◆ Problem to work on
Please repeat every entry that follows, keeping each one exactly the same.

Input material Block Start

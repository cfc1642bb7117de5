//! Error types for the transform invoker.

use std::fmt;

use serde::{Deserialize, Serialize};

/// Result type for invoker operations.
pub type Result<T> = std::result::Result<T, CompileError>;

/// The only failure the invoker reports.
///
/// Displays as `"{source_name}: {message}"`. Anything else the external
/// compiler knew about the failure (positions, traces) has already been
/// dropped by the time this value exists.
#[derive(Debug, Clone, PartialEq, Eq, thiserror::Error)]
#[error("{source_name}: {message}")]
pub struct CompileError {
    source_name: String,
    message: String,
}

impl CompileError {
    pub fn new(source_name: impl Into<String>, message: impl Into<String>) -> Self {
        Self {
            source_name: source_name.into(),
            message: message.into(),
        }
    }

    /// Logical name of the unit that failed.
    pub fn source_name(&self) -> &str {
        &self.source_name
    }

    /// The external compiler's message, without the name prefix.
    pub fn message(&self) -> &str {
        &self.message
    }
}

/// Position reported by an external compiler.
#[derive(Debug, Clone, Copy, PartialEq, Eq, Serialize, Deserialize)]
pub struct Location {
    pub line: u32,
    pub column: u32,
}

/// Failure raised by an [`ExternalCompiler`](crate::ExternalCompiler).
#[derive(Debug, Clone, PartialEq, Eq)]
pub struct ExternalCompileError {
    /// Human-readable message.
    pub message: String,
    /// Where the compiler says the problem is, if it says.
    pub location: Option<Location>,
}

impl ExternalCompileError {
    pub fn new(message: impl Into<String>) -> Self {
        Self {
            message: message.into(),
            location: None,
        }
    }

    pub fn at(mut self, line: u32, column: u32) -> Self {
        self.location = Some(Location { line, column });
        self
    }
}

impl fmt::Display for ExternalCompileError {
    fn fmt(&self, f: &mut fmt::Formatter<'_>) -> fmt::Result {
        match self.location {
            Some(Location { line, column }) => {
                write!(f, "{} (line {}, column {})", self.message, line, column)
            }
            None => write!(f, "{}", self.message),
        }
    }
}

impl std::error::Error for ExternalCompileError {}
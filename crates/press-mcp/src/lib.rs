// SPDX-License-Identifier: MIT OR Apache-2.0
//! Typed command surface over the layout-application transport.
//!
//! [`McpClient`] wraps a registered [`Session`] and exposes the operations
//! the workers need: `execute_script`, `export_pdf`, `read_document_info`,
//! `place_image`, and `health`. Each operation builds a command envelope,
//! interprets the reply into a typed result, and maps the reply's
//! `errorKind` into a typed [`McpError`]. Transient transport faults are
//! retried with exponential backoff; script and application errors are not.
#![deny(unsafe_code)]
#![warn(missing_docs)]

pub mod retry;

pub use retry::{RetryPolicy, RetryTrace};

use press_protocol::CommandEnvelope;
use press_transport::{Session, TransportError};
use serde::{Deserialize, Serialize};
use serde_json::{json, Value};
use std::collections::BTreeMap;
use std::path::PathBuf;
use std::sync::{Arc, Mutex};
use std::time::Duration;
use tracing::debug;
use uuid::Uuid;

// ---------------------------------------------------------------------------
// Errors
// ---------------------------------------------------------------------------

/// Errors surfaced by MCP operations.
#[derive(Debug, thiserror::Error)]
pub enum McpError {
    /// No reply within the operation deadline (or the retry budget).
    #[error("operation timed out (budget {budget:?})")]
    Timeout {
        /// The deadline or retry budget that elapsed.
        budget: Duration,
    },

    /// The session died or was closed.
    #[error("session disconnected")]
    Disconnected,

    /// The proxy is unreachable.
    #[error("transport unavailable: {reason}")]
    TransportUnavailable {
        /// Probe or channel failure detail.
        reason: String,
    },

    /// The remote script threw.
    #[error("script error{}: {message}", line.map(|l| format!(" at line {l}")).unwrap_or_default())]
    Script {
        /// Line number when the plugin reports one.
        line: Option<u32>,
        /// The script's error message.
        message: String,
    },

    /// No document is open under the given handle.
    #[error("no document: {doc_id}")]
    NoDocument {
        /// The handle that was requested.
        doc_id: String,
    },

    /// The named export preset does not exist in the application.
    #[error("unknown export preset: {preset}")]
    PresetUnknown {
        /// The preset that was requested.
        preset: String,
    },

    /// The export operation itself failed.
    #[error("export failed: {message}")]
    ExportFailed {
        /// Failure detail from the application.
        message: String,
    },

    /// The target frame does not exist in the document.
    #[error("frame not found: {frame_id}")]
    FrameNotFound {
        /// The frame that was requested.
        frame_id: String,
    },

    /// The image file to place is absent.
    #[error("file missing: {path}")]
    FileMissing {
        /// The path that was requested.
        path: String,
    },

    /// An application error with no dedicated variant.
    #[error("application error [{kind}]: {message}")]
    Application {
        /// Machine-stable discriminator.
        kind: String,
        /// Human-readable message.
        message: String,
    },

    /// A reply payload did not have the expected shape.
    #[error("malformed reply: {0}")]
    MalformedReply(String),
}

impl McpError {
    /// Transient faults worth retrying: connection loss and timeouts.
    /// Script and application errors are deterministic and never retried.
    #[must_use]
    pub fn is_transient(&self) -> bool {
        matches!(
            self,
            Self::Timeout { .. } | Self::Disconnected | Self::TransportUnavailable { .. }
        )
    }
}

Input material Block End

◆ Exercise output
repository cfc1642bb7117de5
//! Error types for the transform invoker.

use std::fmt;

use serde::{Deserialize, Serialize};

/// Result type for invoker operations.
pub type Result<T> = std::result::Result<T, CompileError>;

/// The only failure the invoker reports.
///
/// Displays as `"{source_name}: {message}"`. Anything else the external
/// compiler knew about the failure (positions, traces) has already been
/// dropped by the time this value exists.
#[derive(Debug, Clone, PartialEq, Eq, thiserror::Error)]
#[error("{source_name}: {message}")]
pub struct CompileError {
    source_name: String,
    message: String,
}

impl CompileError {
    pub fn new(source_name: impl Into<String>, message: impl Into<String>) -> Self {
        Self {
            source_name: source_name.into(),
            message: message.into(),
        }
    }

    /// Logical name of the unit that failed.
    pub fn source_name(&self) -> &str {
        &self.source_name
    }

    /// The external compiler's message, without the name prefix.
    pub fn message(&self) -> &str {
        &self.message
    }
}

/// Position reported by an external compiler.
#[derive(Debug, Clone, Copy, PartialEq, Eq, Serialize, Deserialize)]
pub struct Location {
    pub line: u32,
    pub column: u32,
}

/// Failure raised by an [`ExternalCompiler`](crate::ExternalCompiler).
#[derive(Debug, Clone, PartialEq, Eq)]
pub struct ExternalCompileError {
    /// Human-readable message.
    pub message: String,
    /// Where the compiler says the problem is, if it says.
    pub location: Option<Location>,
}

impl ExternalCompileError {
    pub fn new(message: impl Into<String>) -> Self {
        Self {
            message: message.into(),
            location: None,
        }
    }

    pub fn at(mut self, line: u32, column: u32) -> Self {
        self.location = Some(Location { line, column });
        self
    }
}

impl fmt::Display for ExternalCompileError {
    fn fmt(&self, f: &mut fmt::Formatter<'_>) -> fmt::Result {
        match self.location {
            Some(Location { line, column }) => {
                write!(f, "{} (line {}, column {})", self.message, line, column)
            }
            None => write!(f, "{}", self.message),
        }
    }
}

impl std::error::Error for ExternalCompileError {}
filename crates/press-mcp/src/lib.rs
// SPDX-License-Identifier: MIT OR Apache-2.0
//! Typed command surface over the layout-application transport.
//!
//! [`McpClient`] wraps a registered [`Session`] and exposes the operations
//! the workers need: `execute_script`, `export_pdf`, `read_document_info`,
//! `place_image`, and `health`. Each operation builds a command envelope,
//! interprets the reply into a typed result, and maps the reply's
//! `errorKind` into a typed [`McpError`]. Transient transport faults are
//! retried with exponential backoff; script and application errors are not.
#![deny(unsafe_code)]
#![warn(missing_docs)]

pub mod retry;

pub use retry::{RetryPolicy, RetryTrace};

use press_protocol::CommandEnvelope;
use press_transport::{Session, TransportError};
use serde::{Deserialize, Serialize};
use serde_json::{json, Value};
use std::collections::BTreeMap;
use std::path::PathBuf;
use std::sync::{Arc, Mutex};
use std::time::Duration;
use tracing::debug;
use uuid::Uuid;

// ---------------------------------------------------------------------------
// Errors
// ---------------------------------------------------------------------------

/// Errors surfaced by MCP operations.
#[derive(Debug, thiserror::Error)]
pub enum McpError {
    /// No reply within the operation deadline (or the retry budget).
    #[error("operation timed out (budget {budget:?})")]
    Timeout {
        /// The deadline or retry budget that elapsed.
        budget: Duration,
    },

    /// The session died or was closed.
    #[error("session disconnected")]
    Disconnected,

    /// The proxy is unreachable.
    #[error("transport unavailable: {reason}")]
    TransportUnavailable {
        /// Probe or channel failure detail.
        reason: String,
    },

    /// The remote script threw.
    #[error("script error{}: {message}", line.map(|l| format!(" at line {l}")).unwrap_or_default())]
    Script {
        /// Line number when the plugin reports one.
        line: Option<u32>,
        /// The script's error message.
        message: String,
    },

    /// No document is open under the given handle.
    #[error("no document: {doc_id}")]
    NoDocument {
        /// The handle that was requested.
        doc_id: String,
    },

    /// The named export preset does not exist in the application.
    #[error("unknown export preset: {preset}")]
    PresetUnknown {
        /// The preset that was requested.
        preset: String,
    },

    /// The export operation itself failed.
    #[error("export failed: {message}")]
    ExportFailed {
        /// Failure detail from the application.
        message: String,
    },

    /// The target frame does not exist in the document.
    #[error("frame not found: {frame_id}")]
    FrameNotFound {
        /// The frame that was requested.
        frame_id: String,
    },

    /// The image file to place is absent.
    #[error("file missing: {path}")]
    FileMissing {
        /// The path that was requested.
        path: String,
    },

    /// An application error with no dedicated variant.
    #[error("application error [{kind}]: {message}")]
    Application {
        /// Machine-stable discriminator.
        kind: String,
        /// Human-readable message.
        message: String,
    },

    /// A reply payload did not have the expected shape.
    #[error("malformed reply: {0}")]
    MalformedReply(String),
}

impl McpError {
    /// Transient faults worth retrying: connection loss and timeouts.
    /// Script and application errors are deterministic and never retried.
    #[must_use]
    pub fn is_transient(&self) -> bool {
        matches!(
            self,
            Self::Timeout { .. } | Self::Disconnected | Self::TransportUnavailable { .. }
        )
    }
}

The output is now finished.